- EXERCISE INPUT -
————

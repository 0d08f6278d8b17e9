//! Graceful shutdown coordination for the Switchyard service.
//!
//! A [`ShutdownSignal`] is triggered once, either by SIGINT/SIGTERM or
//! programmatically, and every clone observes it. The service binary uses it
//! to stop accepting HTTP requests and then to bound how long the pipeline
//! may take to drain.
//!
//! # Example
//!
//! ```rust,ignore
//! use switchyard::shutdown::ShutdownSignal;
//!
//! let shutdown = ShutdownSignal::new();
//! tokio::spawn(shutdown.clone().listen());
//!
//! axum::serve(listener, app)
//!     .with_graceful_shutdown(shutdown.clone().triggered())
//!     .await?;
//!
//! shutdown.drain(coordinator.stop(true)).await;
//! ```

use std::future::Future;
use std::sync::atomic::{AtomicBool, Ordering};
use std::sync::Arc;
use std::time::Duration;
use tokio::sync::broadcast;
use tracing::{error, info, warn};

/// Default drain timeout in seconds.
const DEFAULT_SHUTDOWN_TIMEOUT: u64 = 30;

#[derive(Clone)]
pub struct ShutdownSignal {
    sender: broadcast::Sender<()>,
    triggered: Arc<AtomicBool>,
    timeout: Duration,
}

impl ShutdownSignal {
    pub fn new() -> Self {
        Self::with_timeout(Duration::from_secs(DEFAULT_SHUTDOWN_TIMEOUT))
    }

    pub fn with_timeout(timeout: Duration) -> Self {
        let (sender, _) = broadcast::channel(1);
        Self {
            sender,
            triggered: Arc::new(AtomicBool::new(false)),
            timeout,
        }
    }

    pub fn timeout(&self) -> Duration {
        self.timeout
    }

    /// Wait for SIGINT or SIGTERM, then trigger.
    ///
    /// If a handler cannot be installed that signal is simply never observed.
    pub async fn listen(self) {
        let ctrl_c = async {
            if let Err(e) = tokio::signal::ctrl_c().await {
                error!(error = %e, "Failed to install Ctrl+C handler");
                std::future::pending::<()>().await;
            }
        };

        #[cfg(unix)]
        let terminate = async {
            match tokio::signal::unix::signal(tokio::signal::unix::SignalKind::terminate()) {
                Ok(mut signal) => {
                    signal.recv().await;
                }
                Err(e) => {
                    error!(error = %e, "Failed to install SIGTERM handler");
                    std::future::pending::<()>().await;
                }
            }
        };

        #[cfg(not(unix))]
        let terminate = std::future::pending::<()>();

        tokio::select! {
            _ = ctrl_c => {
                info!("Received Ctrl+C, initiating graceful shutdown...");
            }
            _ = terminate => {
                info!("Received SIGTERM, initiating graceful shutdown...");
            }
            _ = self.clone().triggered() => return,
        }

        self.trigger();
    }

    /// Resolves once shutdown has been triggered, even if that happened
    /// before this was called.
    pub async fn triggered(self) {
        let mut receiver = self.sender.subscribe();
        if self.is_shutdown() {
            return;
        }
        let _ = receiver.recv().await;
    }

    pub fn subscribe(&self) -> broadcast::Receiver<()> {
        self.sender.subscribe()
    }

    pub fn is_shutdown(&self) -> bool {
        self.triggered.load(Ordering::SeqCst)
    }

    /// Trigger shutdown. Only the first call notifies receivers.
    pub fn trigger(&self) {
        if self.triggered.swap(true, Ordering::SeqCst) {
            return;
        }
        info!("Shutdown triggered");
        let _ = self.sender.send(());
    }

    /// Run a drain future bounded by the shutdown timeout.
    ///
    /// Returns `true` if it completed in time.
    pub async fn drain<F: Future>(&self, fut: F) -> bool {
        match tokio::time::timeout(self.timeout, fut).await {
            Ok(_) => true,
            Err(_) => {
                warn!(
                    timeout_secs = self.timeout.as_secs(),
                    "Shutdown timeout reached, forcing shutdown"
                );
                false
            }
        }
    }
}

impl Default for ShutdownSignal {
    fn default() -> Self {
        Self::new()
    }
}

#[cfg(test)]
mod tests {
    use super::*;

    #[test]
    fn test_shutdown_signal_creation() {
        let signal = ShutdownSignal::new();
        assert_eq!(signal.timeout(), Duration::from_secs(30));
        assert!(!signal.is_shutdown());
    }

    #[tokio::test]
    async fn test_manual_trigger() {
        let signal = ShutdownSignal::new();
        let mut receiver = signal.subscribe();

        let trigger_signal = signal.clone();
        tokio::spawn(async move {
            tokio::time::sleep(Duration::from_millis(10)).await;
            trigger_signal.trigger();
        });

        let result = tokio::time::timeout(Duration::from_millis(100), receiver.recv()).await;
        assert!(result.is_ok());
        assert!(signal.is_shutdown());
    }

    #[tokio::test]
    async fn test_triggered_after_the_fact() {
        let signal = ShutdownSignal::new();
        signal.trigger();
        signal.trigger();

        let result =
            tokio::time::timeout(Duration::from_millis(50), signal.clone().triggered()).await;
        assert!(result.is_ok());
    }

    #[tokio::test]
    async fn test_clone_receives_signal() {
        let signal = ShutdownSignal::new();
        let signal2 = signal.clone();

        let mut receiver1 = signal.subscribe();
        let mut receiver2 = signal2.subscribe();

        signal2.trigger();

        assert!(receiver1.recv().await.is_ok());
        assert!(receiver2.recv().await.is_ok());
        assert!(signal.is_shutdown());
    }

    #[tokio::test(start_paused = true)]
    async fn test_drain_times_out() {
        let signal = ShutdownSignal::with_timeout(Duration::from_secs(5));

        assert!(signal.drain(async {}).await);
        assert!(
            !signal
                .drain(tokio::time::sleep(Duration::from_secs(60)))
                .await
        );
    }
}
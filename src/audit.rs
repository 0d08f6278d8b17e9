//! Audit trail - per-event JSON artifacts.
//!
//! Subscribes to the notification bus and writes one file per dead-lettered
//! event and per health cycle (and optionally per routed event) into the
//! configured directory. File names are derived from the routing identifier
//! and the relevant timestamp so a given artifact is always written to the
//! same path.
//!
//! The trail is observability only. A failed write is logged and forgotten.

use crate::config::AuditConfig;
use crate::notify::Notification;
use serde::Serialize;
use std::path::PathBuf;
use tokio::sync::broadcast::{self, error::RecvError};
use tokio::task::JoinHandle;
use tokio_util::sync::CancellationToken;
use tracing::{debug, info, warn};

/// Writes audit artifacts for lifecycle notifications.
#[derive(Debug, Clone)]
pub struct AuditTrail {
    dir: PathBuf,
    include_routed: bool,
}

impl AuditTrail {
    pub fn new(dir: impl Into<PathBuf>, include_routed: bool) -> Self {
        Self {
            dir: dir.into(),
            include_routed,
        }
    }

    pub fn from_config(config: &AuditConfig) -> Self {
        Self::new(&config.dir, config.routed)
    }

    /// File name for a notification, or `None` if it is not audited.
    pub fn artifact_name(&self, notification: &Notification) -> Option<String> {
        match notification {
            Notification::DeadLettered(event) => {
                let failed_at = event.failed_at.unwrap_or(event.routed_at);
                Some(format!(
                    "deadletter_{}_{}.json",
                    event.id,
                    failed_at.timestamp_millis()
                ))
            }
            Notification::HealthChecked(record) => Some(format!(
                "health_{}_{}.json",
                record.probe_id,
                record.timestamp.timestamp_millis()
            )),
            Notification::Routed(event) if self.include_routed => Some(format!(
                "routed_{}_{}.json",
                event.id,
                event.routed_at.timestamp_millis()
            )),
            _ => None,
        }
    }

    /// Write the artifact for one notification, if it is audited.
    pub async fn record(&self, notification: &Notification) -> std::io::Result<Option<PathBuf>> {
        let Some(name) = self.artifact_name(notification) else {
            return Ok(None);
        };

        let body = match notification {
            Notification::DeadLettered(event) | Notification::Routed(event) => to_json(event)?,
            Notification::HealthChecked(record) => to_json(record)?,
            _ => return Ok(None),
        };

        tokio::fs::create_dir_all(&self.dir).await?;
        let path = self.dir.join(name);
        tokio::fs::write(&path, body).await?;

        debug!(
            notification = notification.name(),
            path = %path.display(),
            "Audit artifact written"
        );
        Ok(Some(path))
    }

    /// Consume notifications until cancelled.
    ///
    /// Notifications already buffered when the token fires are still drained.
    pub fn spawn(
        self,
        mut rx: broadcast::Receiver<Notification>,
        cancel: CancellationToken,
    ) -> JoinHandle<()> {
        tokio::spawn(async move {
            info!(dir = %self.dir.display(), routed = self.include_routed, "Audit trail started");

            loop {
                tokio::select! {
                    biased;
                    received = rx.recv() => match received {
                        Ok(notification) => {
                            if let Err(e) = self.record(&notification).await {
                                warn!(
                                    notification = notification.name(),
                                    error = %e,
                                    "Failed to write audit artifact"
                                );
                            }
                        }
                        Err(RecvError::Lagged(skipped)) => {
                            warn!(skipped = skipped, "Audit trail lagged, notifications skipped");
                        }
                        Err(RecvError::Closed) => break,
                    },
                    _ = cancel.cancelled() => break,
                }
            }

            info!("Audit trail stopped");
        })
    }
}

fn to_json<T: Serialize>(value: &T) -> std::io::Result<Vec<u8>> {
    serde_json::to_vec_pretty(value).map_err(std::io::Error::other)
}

————

- DIRECTIONS -
Out of the data above, set down the lines from the one with "use std::sync::Arc;" to the one with "if that happened", both included, exactly as written and with no additions.

- RESPONSE TO THE TASK -
use std::sync::Arc;
use std::time::Duration;
use tokio::sync::broadcast;
use tracing::{error, info, warn};

/// Default drain timeout in seconds.
const DEFAULT_SHUTDOWN_TIMEOUT: u64 = 30;

#[derive(Clone)]
pub struct ShutdownSignal {
    sender: broadcast::Sender<()>,
    triggered: Arc<AtomicBool>,
    timeout: Duration,
}

impl ShutdownSignal {
    pub fn new() -> Self {
        Self::with_timeout(Duration::from_secs(DEFAULT_SHUTDOWN_TIMEOUT))
    }

    pub fn with_timeout(timeout: Duration) -> Self {
        let (sender, _) = broadcast::channel(1);
        Self {
            sender,
            triggered: Arc::new(AtomicBool::new(false)),
            timeout,
        }
    }

    pub fn timeout(&self) -> Duration {
        self.timeout
    }

    /// Wait for SIGINT or SIGTERM, then trigger.
    ///
    /// If a handler cannot be installed that signal is simply never observed.
    pub async fn listen(self) {
        let ctrl_c = async {
            if let Err(e) = tokio::signal::ctrl_c().await {
                error!(error = %e, "Failed to install Ctrl+C handler");
                std::future::pending::<()>().await;
            }
        };

        #[cfg(unix)]
        let terminate = async {
            match tokio::signal::unix::signal(tokio::signal::unix::SignalKind::terminate()) {
                Ok(mut signal) => {
                    signal.recv().await;
                }
                Err(e) => {
                    error!(error = %e, "Failed to install SIGTERM handler");
                    std::future::pending::<()>().await;
                }
            }
        };

        #[cfg(not(unix))]
        let terminate = std::future::pending::<()>();

        tokio::select! {
            _ = ctrl_c => {
                info!("Received Ctrl+C, initiating graceful shutdown...");
            }
            _ = terminate => {
                info!("Received SIGTERM, initiating graceful shutdown...");
            }
            _ = self.clone().triggered() => return,
        }

        self.trigger();
    }

    /// Resolves once shutdown has been triggered, even if that happened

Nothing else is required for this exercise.